Popper advocated an open society, as distinct from a closed one. He defined it as a society in which individuals are able to take, and are responsible for, personal decisions. In opposition to this, a closed society can be compared to an organism; it resembles a herd or a tribe—a quasi-organic unit whose members are held together by semi-biological ties. In his diagnosis of the origin of totalitarianism, which he held responsible for the closure of societies at the beginning of the twentieth century, Popper analysed the doctrine which identifies might with right (Popper, 1945/1994, p. 101). He criticized the belief according to which the very strength of a man morally legitimizes his actions, whatever their nature. Such notions were expounded by the protagonists of Plato’s dialogues, among them Thrasymachus in The Republic, as well as, more radically, Callicles and Polos in The Sophist. Against such views, Popper advocated the egalitarian philosophy of Sophists such as Antiphon, Lycophron, Hippias, and Alcidamas.

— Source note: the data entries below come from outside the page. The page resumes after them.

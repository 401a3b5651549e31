mod common;

use axum::body::Body;
use axum::http::{Request, StatusCode};
use common::{post_identify, send, test_router};
use serde_json::json;

#[tokio::test]
async fn identify_walkthrough_consolidates_contacts() {
    let (router, store) = test_router().await;

    let (status, body) =
        post_identify(&router, json!({ "email": "a@x.com", "phoneNumber": "1" })).await;
    assert_eq!(status, StatusCode::OK);
    let primary = body["contact"]["primaryContactId"].as_i64().unwrap();
    assert_eq!(body["contact"]["emails"], json!(["a@x.com"]));
    assert_eq!(body["contact"]["phoneNumbers"], json!(["1"]));
    assert_eq!(body["contact"]["secondaryContactIds"], json!([]));

    let (status, body) = post_identify(&router, json!({ "phoneNumber": "1" })).await;
    assert_eq!(status, StatusCode::OK);
    assert_eq!(body["contact"]["primaryContactId"], primary);
    assert_eq!(store.snapshot().await.len(), 1);

    let (status, body) =
        post_identify(&router, json!({ "email": "b@x.com", "phoneNumber": "1" })).await;
    assert_eq!(status, StatusCode::OK);
    assert_eq!(body["contact"]["primaryContactId"], primary);
    assert_eq!(body["contact"]["emails"], json!(["a@x.com", "b@x.com"]));
    assert_eq!(body["contact"]["phoneNumbers"], json!(["1"]));
    assert_eq!(body["contact"]["secondaryContactIds"].as_array().unwrap().len(), 1);
}

#[tokio::test]
async fn identify_accepts_numeric_phone_number() {
    let (router, _) = test_router().await;

    let (status, body) = post_identify(&router, json!({ "phoneNumber": 123456 })).await;

    assert_eq!(status, StatusCode::OK);
    assert_eq!(body["contact"]["phoneNumbers"], json!(["123456"]));
    assert_eq!(body["contact"]["emails"], json!([]));
}

#[tokio::test]
async fn identify_merges_two_primaries() {
    let (router, _) = test_router().await;
    let (_, a) = post_identify(&router, json!({ "email": "e1" })).await;
    let (_, b) = post_identify(&router, json!({ "phoneNumber": "p2" })).await;

    let (status, merged) =
        post_identify(&router, json!({ "email": "e1", "phoneNumber": "p2" })).await;

    assert_eq!(status, StatusCode::OK);
    assert_eq!(
        merged["contact"]["primaryContactId"],
        a["contact"]["primaryContactId"]
    );
    assert_eq!(
        merged["contact"]["secondaryContactIds"],
        json!([b["contact"]["primaryContactId"]])
    );
    assert_eq!(merged["contact"]["emails"], json!(["e1"]));
    assert_eq!(merged["contact"]["phoneNumbers"], json!(["p2"]));
}

#[tokio::test]
async fn identify_without_identifiers_is_bad_request() {
    let (router, store) = test_router().await;

    let (status, body) = post_identify(&router, json!({})).await;
    assert_eq!(status, StatusCode::BAD_REQUEST);
    assert_eq!(body["error"], "Either email or phoneNumber must be provided");

    let (status, _) = post_identify(&router, json!({ "email": null, "phoneNumber": "  " })).await;
    assert_eq!(status, StatusCode::BAD_REQUEST);

    assert!(store.snapshot().await.is_empty());
}

#[tokio::test]
async fn identify_rejects_malformed_json() {
    let (router, store) = test_router().await;

    let request = Request::builder()
        .method("POST")
        .uri("/identify")
        .header("content-type", "application/json")
        .body(Body::from("{\"email\":"))
        .unwrap();
    let response = tower::ServiceExt::oneshot(router, request).await.unwrap();

    assert!(response.status().is_client_error());
    assert!(store.snapshot().await.is_empty());
}

#[tokio::test]
async fn identify_is_idempotent_over_http() {
    let (router, store) = test_router().await;
    let payload = json!({ "email": "a@x.com", "phoneNumber": "1" });

    let (_, first) = post_identify(&router, payload.clone()).await;
    let (_, second) = post_identify(&router, payload).await;

    assert_eq!(first, second);
    assert_eq!(store.snapshot().await.len(), 1);
}

#[tokio::test]
async fn identify_rejects_get() {
    let (router, _) = test_router().await;

    let request = Request::builder()
        .uri("/identify")
        .body(Body::empty())
        .unwrap();
    let (status, _) = send(&router, request).await;

    assert_eq!(status, StatusCode::METHOD_NOT_ALLOWED);
}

The faith in a strong political leader who, by replacing the protracted procedures of democracy, will be able to solve the fast-accumulating problems of our countries and their inhabitants is one of the most dangerous myths of contemporary social life. The myth resurfaces with renewed strength in times of uncertainty, as the present one, for it is professed nowadays by disturbingly growing masses of people, and endangers the openness of our societies. The belief in a strong man is dangerous for three reasons. First, it provokes certain individuals to present themselves as embodying the promise inscribed in such a myth. Some of them are successful in persuading people to perceive them as their earthly protectors and deliverers. In exercising the power entrusted to them by the hopeful masses, however, such individuals tend to exploit state resources to cultivate such a faith even further, thereby strengthening their power even more and immunizing themselves against democratic control mechanisms.

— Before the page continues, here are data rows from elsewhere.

//! Process-local contact store.
//!
//! Enforces the same uniqueness rules as the Postgres schema so conflict
//! handling behaves identically. Used by the test suites and by
//! `CONTACT_STORE=memory` local runs.

use async_trait::async_trait;
use chrono::Utc;
use tokio::sync::Mutex;

use crate::models::{Contact, LinkPrecedence, NewContact};
use crate::services::contact_store::ContactStore;
use crate::services::error::StoreError;

#[derive(Default)]
struct MemoryState {
    next_id: i32,
    rows: Vec<Contact>,
}

impl MemoryState {
    fn live(&self) -> impl Iterator<Item = &Contact> {
        self.rows.iter().filter(|c| c.deleted_at.is_none())
    }

    fn check_insert(&self, contact: &NewContact) -> Result<(), StoreError> {
        let pair_taken = self
            .live()
            .any(|c| c.email == contact.email && c.phone_number == contact.phone_number);
        if pair_taken {
            return Err(StoreError::Conflict(
                "duplicate (email, phone_number) pair".to_string(),
            ));
        }

        if let Some(anchor) = contact.linked_id {
            let anchor_is_primary = self.live().any(|c| c.id == anchor && c.is_primary());
            if !anchor_is_primary {
                return Err(StoreError::Conflict(format!(
                    "contact {} is no longer a primary",
                    anchor
                )));
            }
        }

        if contact.link_precedence == LinkPrecedence::Primary {
            for c in self.live().filter(|c| c.is_primary()) {
                if contact.email.is_some() && c.email == contact.email {
                    return Err(StoreError::Conflict(
                        "email already anchors a primary contact".to_string(),
                    ));
                }
                if contact.phone_number.is_some() && c.phone_number == contact.phone_number {
                    return Err(StoreError::Conflict(
                        "phone number already anchors a primary contact".to_string(),
                    ));
                }
            }
        }

        Ok(())
    }

    fn insert(&mut self, contact: NewContact) -> Contact {
        self.next_id += 1;
        let now = Utc::now();
        let row = Contact {
            id: self.next_id,
            phone_number: contact.phone_number,
            email: contact.email,
            linked_id: contact.linked_id,
            link_precedence: contact.link_precedence.as_str().to_string(),
            created_at: now,
            updated_at: now,
            deleted_at: None,
        };
        self.rows.push(row.clone());
        row
    }

    fn set_link(&mut self, id: i32, precedence: LinkPrecedence, linked_id: Option<i32>) {
        if let Some(row) = self
            .rows
            .iter_mut()
            .find(|c| c.id == id && c.deleted_at.is_none())
        {
            row.link_precedence = precedence.as_str().to_string();
            row.linked_id = linked_id;
            row.updated_at = Utc::now();
        }
    }

    fn sorted(mut contacts: Vec<Contact>) -> Vec<Contact> {
        contacts.sort_by_key(Contact::age_key);
        contacts
    }
}

#[derive(Default)]
pub struct InMemoryContactStore {
    state: Mutex<MemoryState>,
}

impl InMemoryContactStore {
    pub fn new() -> Self {
        Self::default()
    }

    /// Start from existing rows, e.g. contacts with hand-picked timestamps.
    pub fn seeded(rows: Vec<Contact>) -> Self {
        let next_id = rows.iter().map(|c| c.id).max().unwrap_or(0);
        Self {
            state: Mutex::new(MemoryState { next_id, rows }),
        }
    }

    /// Every row, deleted ones included, in insertion order.
    pub async fn snapshot(&self) -> Vec<Contact> {
        self.state.lock().await.rows.clone()
    }
}

#[async_trait]
impl ContactStore for InMemoryContactStore {
    async fn find_by_email_or_phone(
        &self,
        email: Option<&str>,
        phone_number: Option<&str>,
    ) -> Result<Vec<Contact>, StoreError> {
        let state = self.state.lock().await;
        let matches = state
            .live()
            .filter(|c| {
                let email_hit = email.is_some() && c.email.as_deref() == email;
                let phone_hit = phone_number.is_some() && c.phone_number.as_deref() == phone_number;
                email_hit || phone_hit
            })
            .cloned()
            .collect();
        Ok(MemoryState::sorted(matches))
    }

    async fn find_by_id(&self, id: i32) -> Result<Option<Contact>, StoreError> {
        let state = self.state.lock().await;
        let found = state.live().find(|c| c.id == id).cloned();
        Ok(found)
    }

    async fn create(&self, contact: NewContact) -> Result<Contact, StoreError> {
        let mut state = self.state.lock().await;
        state.check_insert(&contact)?;
        Ok(state.insert(contact))
    }

    async fn update_precedence_and_link(
        &self,
        id: i32,
        precedence: LinkPrecedence,
        linked_id: Option<i32>,
    ) -> Result<(), StoreError> {
        let mut state = self.state.lock().await;
        state.set_link(id, precedence, linked_id);
        Ok(())
    }

    async fn find_cluster(&self, primary_id: i32) -> Result<Vec<Contact>, StoreError> {
        let state = self.state.lock().await;
        let cluster = state
            .live()
            .filter(|c| c.id == primary_id || c.linked_id == Some(primary_id))
            .cloned()
            .collect();
        Ok(MemoryState::sorted(cluster))
    }

    async fn merge(
        &self,
        survivor: i32,
        demoted: &[i32],
        insert: Option<NewContact>,
    ) -> Result<Option<Contact>, StoreError> {
        let mut state = self.state.lock().await;

        // Validate everything before the first write so a failure leaves no trace.
        for id in std::iter::once(&survivor).chain(demoted) {
            let still_primary = state.live().any(|c| c.id == *id && c.is_primary());
            if !still_primary {
                return Err(StoreError::Conflict(format!(
                    "contact {} is no longer a primary",
                    id
                )));
            }
        }
        if let Some(contact) = &insert {
            state.check_insert(contact)?;
        }

        let orphans: Vec<i32> = state
            .live()
            .filter(|c| c.linked_id.is_some_and(|linked| demoted.contains(&linked)))
            .map(|c| c.id)
            .collect();
        for id in demoted.iter().copied().chain(orphans) {
            state.set_link(id, LinkPrecedence::Secondary, Some(survivor));
        }

        Ok(insert.map(|contact| state.insert(contact)))
    }

    async fn health_check(&self) -> Result<(), StoreError> {
        Ok(())
    }
}

#[cfg(test)]
mod tests {
    use super::*;

    fn primary(email: &str, phone: &str) -> NewContact {
        NewContact::primary(Some(email.to_string()), Some(phone.to_string()))
    }

    #[tokio::test]
    async fn test_create_assigns_increasing_ids() {
        let store = InMemoryContactStore::new();

        let first = store.create(primary("a@x.com", "1")).await.unwrap();
        let second = store.create(primary("b@x.com", "2")).await.unwrap();

        assert_eq!(first.id, 1);
        assert_eq!(second.id, 2);
        assert!(first.is_primary());
    }

    #[tokio::test]
    async fn test_second_primary_for_same_email_conflicts() {
        let store = InMemoryContactStore::new();
        store.create(primary("a@x.com", "1")).await.unwrap();

        let err = store.create(primary("a@x.com", "2")).await.unwrap_err();
        assert!(matches!(err, StoreError::Conflict(_)));
    }

    #[tokio::test]
    async fn test_secondary_may_share_phone_with_primary() {
        let store = InMemoryContactStore::new();
        let anchor = store.create(primary("a@x.com", "1")).await.unwrap();

        let secondary = store
            .create(NewContact::secondary(
                Some("b@x.com".to_string()),
                Some("1".to_string()),
                anchor.id,
            ))
            .await
            .unwrap();

        assert_eq!(secondary.linked_id, Some(anchor.id));
        assert_eq!(store.find_cluster(anchor.id).await.unwrap().len(), 2);
    }

    #[tokio::test]
    async fn test_find_skips_absent_side() {
        let store = InMemoryContactStore::new();
        store
            .create(NewContact::primary(Some("a@x.com".to_string()), None))
            .await
            .unwrap();

        // A `None` phone must not match rows that have no phone.
        let found = store.find_by_email_or_phone(None, None).await.unwrap();
        assert!(found.is_empty());

        let found = store
            .find_by_email_or_phone(Some("a@x.com"), None)
            .await
            .unwrap();
        assert_eq!(found.len(), 1);
    }

    #[tokio::test]
    async fn test_secondary_of_demoted_primary_conflicts() {
        let store = InMemoryContactStore::new();
        let a = store.create(primary("a@x.com", "1")).await.unwrap();
        let b = store.create(primary("b@x.com", "2")).await.unwrap();
        store.merge(a.id, &[b.id], None).await.unwrap();

        let err = store
            .create(NewContact::secondary(None, Some("3".to_string()), b.id))
            .await
            .unwrap_err();

        assert!(matches!(err, StoreError::Conflict(_)));
        assert_eq!(store.snapshot().await.len(), 2);
    }

    #[tokio::test]
    async fn test_find_by_id_skips_unknown() {
        let store = InMemoryContactStore::new();
        let a = store.create(primary("a@x.com", "1")).await.unwrap();

        assert_eq!(store.find_by_id(a.id).await.unwrap(), Some(a));
        assert!(store.find_by_id(99).await.unwrap().is_none());
    }

    #[tokio::test]
    async fn test_merge_rejects_stale_primary_without_writing() {
        let store = InMemoryContactStore::new();
        let a = store.create(primary("a@x.com", "1")).await.unwrap();
        let b = store.create(primary("b@x.com", "2")).await.unwrap();
        store
            .update_precedence_and_link(b.id, LinkPrecedence::Secondary, Some(a.id))
            .await
            .unwrap();
        let before = store.snapshot().await;

        let err = store
            .merge(a.id, &[b.id], Some(NewContact::secondary(None, Some("3".into()), a.id)))
            .await
            .unwrap_err();

        assert!(matches!(err, StoreError::Conflict(_)));
        assert_eq!(store.snapshot().await, before);
    }

    #[tokio::test]
    async fn test_merge_flattens_secondaries_of_demoted_primary() {
        let store = InMemoryContactStore::new();
        let a = store.create(primary("a@x.com", "1")).await.unwrap();
        let b = store.create(primary("b@x.com", "2")).await.unwrap();
        let b_child = store
            .create(NewContact::secondary(
                Some("c@x.com".to_string()),
                Some("2".to_string()),
                b.id,
            ))
            .await
            .unwrap();

        store.merge(a.id, &[b.id], None).await.unwrap();

        let cluster = store.find_cluster(a.id).await.unwrap();
        let ids: Vec<i32> = cluster.iter().map(|c| c.id).collect();
        assert_eq!(ids, vec![a.id, b.id, b_child.id]);
        assert!(cluster
            .iter()
            .filter(|c| c.id != a.id)
            .all(|c| c.linked_id == Some(a.id) && !c.is_primary()));
    }
}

The second danger comes from the fact that entrusting the responsibility for the well-being of a community to an allegedly strong man undermines the sense of the responsibility of the citizens both for their own fate and for the common good of their community. These two dangers are intertwined and are equally harmful. The consequences of the faith in a strong man are deeply antidemocratic: it not only weakens individual and collective agency but also makes it difficult to depose such a strong man without resorting to violent means. As a result, a society which has relinquished its agency to a strong man will find it difficult to mobilize itself to unseat him when he does not deliver on his promises.
The third danger associated with this myth is that it overlooks and helps to eschew the educational aspects and benefits offered by participation in the democratic governance of societies on all levels. In other words, a society believing in a strong man ceases to be a genuine society and becomes an assembly of dependent and vulnerable human individuals. In view of the revived authoritarian tendencies in a number of countries, Popper’s political philosophy, which in the past was of invaluable service in dispelling the illusory benefits of delegating politics to a strong man, regains its pertinence once again.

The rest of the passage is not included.